According to data from Swift, the banking payments provider, London - which has a 41 per cent share of the global foreign exchange market - already handles more than 60 per cent of renminbi trade outside China. This still amounts to only half the volumes traded in Hong Kong, but London is well-placed to increase its share as financial centres around the world jostle for position.
Until recently, the UK capital has relied on Hong Kong’s infrastructure for clearing offshore trade in the renminbi, an arrangement that means liquidity is much higher during the London morning, when Asian markets are still open.
In December, UK-based Standard Chartered signed an agreement with the Agricultural Bank of China to provide clearing and settlement services in London for the first time, but the new arrangement will have the PBoC’s official approval.

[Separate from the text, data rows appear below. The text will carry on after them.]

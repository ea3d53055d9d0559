//! Systems - logic that operates on components

mod carnivore;
#[cfg(test)]
mod fixture;
mod herbivore;
mod lifecycle;
mod motion;
mod targeting;
mod vitals;

pub use carnivore::*;
pub use herbivore::*;
pub use lifecycle::*;
pub use motion::*;
pub use targeting::*;
pub use vitals::*;

use hecs::{Entity, World};

use crate::components::Rect;
use crate::events::EventLog;
use crate::rng::SimRng;

/// Mutable simulation state handed to every per-agent update
pub struct TickContext<'a> {
    pub world: &'a mut World,
    pub rng: &'a mut SimRng,
    pub spawner: &'a mut Spawner,
    pub events: &'a mut EventLog,
    pub bounds: Rect,
    pub dt: f32,
    /// Simulated seconds at the start of this tick
    pub now: f64,
}

/// Copy a component out of the world
pub(crate) fn read<T: hecs::Component + Copy>(world: &World, entity: Entity) -> Option<T> {
    world.get::<&T>(entity).ok().map(|c| *c)
}

/// Overwrite a component, ignoring entities that no longer exist
pub(crate) fn write<T: hecs::Component>(world: &World, entity: Entity, value: T) {
    if let Ok(mut c) = world.get::<&mut T>(entity) {
        *c = value;
    }
}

The Treasury’s statement cited George Osborne, UK chancellor, saying: “Of course, other western countries will follow, but London now has the critical mass of infrastructure, helping to put Britain at the front of the global race.”

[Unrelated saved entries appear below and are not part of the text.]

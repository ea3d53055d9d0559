//! EcoSim Headless Simulation Harness
//!
//! Validates configuration handling and population dynamics in-process,
//! with no rendering or windowing.
//!
//! Usage:
//!   cargo run -p ecosim-simtest
//!   cargo run -p ecosim-simtest -- --ticks 7200 --preset herbivore --verbose

use std::path::PathBuf;

use clap::Parser;
use ecosim_core::config::validate_config;
use ecosim_core::events::EventKind;
use ecosim_core::prelude::*;
use serde::Serialize;

#[derive(Parser, Debug)]
#[command(name = "ecosim-simtest")]
#[command(about = "Run the ecosystem simulation headless and check its invariants")]
struct Args {
    /// Ticks to simulate in the population run
    #[arg(short, long, default_value = "3600")]
    ticks: u64,

    /// Random seed (config value if not specified)
    #[arg(short, long)]
    seed: Option<u64>,

    /// Seed preset: all, grass, herbivore or carnivore
    #[arg(short, long)]
    preset: Option<SeedPreset>,

    /// Ticks advanced per frame
    #[arg(long, default_value = "1")]
    speed: u32,

    /// JSON config file
    #[arg(short, long)]
    config: Option<PathBuf>,

    /// Print passing checks and the event log
    #[arg(short, long)]
    verbose: bool,

    /// Print the run summary as JSON
    #[arg(long)]
    json: bool,
}

// ── Test harness ────────────────────────────────────────────────────────

struct TestResult {
    name: String,
    passed: bool,
    detail: String,
}

#[derive(Debug, Serialize)]
struct RunSummary {
    seed: u64,
    ticks: u64,
    sim_time: f64,
    final_population: Population,
    peak_population: Population,
    births: u64,
    deaths: u64,
    history_samples: usize,
}

fn main() {
    let args = Args::parse();
    let filter = if args.verbose { "debug" } else { "info" };
    env_logger::Builder::from_env(env_logger::Env::default().default_filter_or(filter)).init();

    let config = match load_config(&args) {
        Ok(config) => config,
        Err(e) => {
            eprintln!("{}", e);
            std::process::exit(2);
        }
    };

    println!("=== EcoSim Simulation Harness ===\n");

    let mut results = Vec::new();

    // 1. Config validation
    results.extend(validate_config_handling());

    // 2. Spawning and population cap
    results.extend(validate_spawning());

    // 3. Determinism
    results.extend(validate_determinism(&config));

    // 4. Population run
    let (run_results, summary) = run_population(&config, &args);
    results.extend(run_results);

    // ── Summary ──
    println!();
    let passed = results.iter().filter(|r| r.passed).count();
    let failed = results.iter().filter(|r| !r.passed).count();
    let total = results.len();

    for r in &results {
        let icon = if r.passed { "✓" } else { "✗" };
        if !r.passed || args.verbose {
            println!("  {} {}: {}", icon, r.name, r.detail);
        }
    }

    if args.json {
        match serde_json::to_string_pretty(&summary) {
            Ok(json) => println!("\n{}", json),
            Err(e) => eprintln!("Failed to serialize summary: {}", e),
        }
    }

    println!("\n=== RESULT: {}/{} passed, {} failed ===", passed, total, failed);

    if failed > 0 {
        std::process::exit(1);
    }
}

fn load_config(args: &Args) -> Result<SimConfig, SimError> {
    let mut config = match &args.config {
        Some(path) => SimConfig::load(path)?,
        None => SimConfig::default(),
    };
    if let Some(seed) = args.seed {
        config.seed = seed;
    }
    if let Some(preset) = args.preset {
        config.preset = preset;
    }
    Ok(config)
}

// ── 1. Config ───────────────────────────────────────────────────────────

fn validate_config_handling() -> Vec<TestResult> {
    println!("--- Config ---");
    let mut results = Vec::new();

    let issues = validate_config(&SimConfig::default());
    results.push(TestResult {
        name: "config_default_valid".into(),
        passed: issues.is_empty(),
        detail: format!("{} issues in default config", issues.len()),
    });

    let broken = SimConfig {
        dt: -1.0,
        population_cap: 0,
        ..Default::default()
    };
    let rejected = SimulationEngine::try_new(broken);
    results.push(TestResult {
        name: "config_invalid_rejected".into(),
        passed: matches!(&rejected, Err(SimError::InvalidConfig(issues)) if issues.len() == 2),
        detail: match &rejected {
            Err(e) => e.to_string(),
            Ok(_) => "engine built from an invalid config".into(),
        },
    });

    let parsed = SimConfig::from_json(r#"{"arena_size": 600.0, "preset": "carnivore_only"}"#);
    results.push(TestResult {
        name: "config_json_defaults".into(),
        passed: matches!(
            &parsed,
            Ok(c) if c.arena_size == 600.0 && c.dt == SimConfig::default().dt
        ),
        detail: format!("{:?}", parsed.as_ref().map(|c| (c.arena_size, c.preset))),
    });

    results
}

// ── 2. Spawning ─────────────────────────────────────────────────────────

fn validate_spawning() -> Vec<TestResult> {
    println!("--- Spawning ---");
    let mut results = Vec::new();

    let cap = 25;
    let mut engine = SimulationEngine::new(SimConfig {
        initial_agents: 0,
        population_cap: cap,
        ..Default::default()
    });
    let accepted = (0..cap + 5)
        .filter(|i| {
            engine.create_agent(*i as f32 * 20.0, 400.0, Kind::Grass, SpawnParams::default())
        })
        .count();
    results.push(TestResult {
        name: "spawn_cap_enforced".into(),
        passed: accepted == cap && engine.population().grass == cap,
        detail: format!("{} of {} spawns accepted with cap {}", accepted, cap + 5, cap),
    });

    let refused = engine
        .events()
        .iter()
        .filter(|e| matches!(e.kind, EventKind::CapReached { .. }))
        .count();
    results.push(TestResult {
        name: "spawn_cap_logged".into(),
        passed: refused == 5,
        detail: format!("{} cap events", refused),
    });

    engine.create_agent(400.0, 400.0, Kind::Carnivore, SpawnParams::default());
    let killed = engine.kill_at(425.0, 375.0);
    let population = engine.population();
    results.push(TestResult {
        name: "kill_leaves_carcass".into(),
        passed: killed >= 1 && population.carnivores == 0 && population.carcasses == 1,
        detail: format!("killed {}, {} carcasses", killed, population.carcasses),
    });

    results
}

// ── 3. Determinism ──────────────────────────────────────────────────────

fn validate_determinism(config: &SimConfig) -> Vec<TestResult> {
    println!("--- Determinism ---");

    let run = || -> Result<Population, SimError> {
        let mut engine = SimulationEngine::try_new(config.clone())?;
        for _ in 0..600 {
            engine.tick();
        }
        Ok(engine.population())
    };

    let (first, second) = (run(), run());
    let passed = matches!((&first, &second), (Ok(a), Ok(b)) if a == b);
    vec![TestResult {
        name: "determinism_same_seed".into(),
        passed,
        detail: format!("{:?} vs {:?}", first.ok(), second.ok()),
    }]
}

// ── 4. Population run ───────────────────────────────────────────────────

fn run_population(config: &SimConfig, args: &Args) -> (Vec<TestResult>, RunSummary) {
    println!("--- Population Run ---");
    let mut results = Vec::new();

    let mut engine = match SimulationEngine::try_new(config.clone()) {
        Ok(engine) => engine,
        Err(e) => {
            results.push(TestResult {
                name: "run_engine_created".into(),
                passed: false,
                detail: e.to_string(),
            });
            return (results, empty_summary(config));
        }
    };
    engine.set_speed_multiplier(args.speed.max(1));

    let mut peak = engine.population();
    let mut vitals_violations = 0;

    while engine.tick_count() < args.ticks {
        engine.advance_frame();

        let population = engine.population();
        peak.grass = peak.grass.max(population.grass);
        peak.herbivores = peak.herbivores.max(population.herbivores);
        peak.carnivores = peak.carnivores.max(population.carnivores);
        peak.carcasses = peak.carcasses.max(population.carcasses);

        for kind in Kind::ALL {
            for view in engine.agents_of_kind(kind) {
                let health_ok = view.health > 0.0 && view.health <= 100.0;
                let hunger_ok = view.hunger.map_or(true, |h| (0.0..=100.0).contains(&h));
                if !(health_ok && hunger_ok) {
                    vitals_violations += 1;
                }
            }
        }
    }

    let population = engine.population();
    log::info!(
        "Run finished after {:.1}s: {} grass, {} herbivores, {} carnivores, {} carcasses",
        engine.sim_time(),
        population.grass,
        population.herbivores,
        population.carnivores,
        population.carcasses
    );

    results.push(TestResult {
        name: "run_vitals_in_range".into(),
        passed: vitals_violations == 0,
        detail: format!("{} out-of-range readings", vitals_violations),
    });

    let cap = config.population_cap;
    let capped = [peak.grass, peak.herbivores, peak.carnivores, peak.carcasses]
        .iter()
        .all(|&n| n <= cap);
    results.push(TestResult {
        name: "run_population_capped".into(),
        passed: capped,
        detail: format!("peak {:?}, cap {}", peak, cap),
    });

    let expected_samples = (engine.sim_time() / config.history_interval as f64) as usize;
    let samples = engine.history().len();
    results.push(TestResult {
        name: "run_history_sampled".into(),
        passed: samples >= expected_samples.min(config.history_capacity),
        detail: format!("{} samples over {:.1}s", samples, engine.sim_time()),
    });

    if args.verbose {
        for event in engine.events().iter() {
            println!("    {}", event.describe(engine.sim_time()));
        }
    }

    let summary = RunSummary {
        seed: config.seed,
        ticks: engine.tick_count(),
        sim_time: engine.sim_time(),
        final_population: population,
        peak_population: peak,
        births: engine.events().total_births(),
        deaths: engine.events().total_deaths(),
        history_samples: samples,
    };
    (results, summary)
}

fn empty_summary(config: &SimConfig) -> RunSummary {
    RunSummary {
        seed: config.seed,
        ticks: 0,
        sim_time: 0.0,
        final_population: Population::default(),
        peak_population: Population::default(),
        births: 0,
        deaths: 0,
        history_samples: 0,
    }
}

Spencer Lake, global head of capital financing at HSBC, described the deal as a “positive step” on which the market could build.
Australia is also among the countries hoping its financial services industry will gain from China’s opening of capital markets, which Philip Lowe, deputy governor of the Reserve Bank of Australia, described on Wednesday as having “the potential to create a seismic shift in the international monetary and financial landscape”.
Last month China Construction Bank launched a renminbi clearing service in Sydney while the Bank of China announced a new clearing arrangement in conjunction with the Australian Securities Exchange’s Austroclear system. As with Standard Chartered’s service in London, these arrangements remain unofficial
Swift, which has regularly ranked the renminbi in its top 10 currencies by payment volume in recent months, said on Wednesday that Australia’s renminbi payments had more than doubled in the year to February 2014 and that this volume reflected its use for investment and foreign exchange activities, rather than trade settlement.
The renminbi’s share of trading in the $5tn-a-day foreign exchange spot market has climbed steadily in the last couple of years, with Beijing promoting its use in trade settlement, taking steps to increase foreign investors’ direct access to onshore markets and gradually moving towards a more liberal currency regime.
Although it still represents little more than 1 per cent of the $5tn a day foreign exchange spot market, analysts say that trading volumes rivalled those of much more liquid major currency pairs on recent days when the exchange rate swung sharply on the bank of PBoC interventions.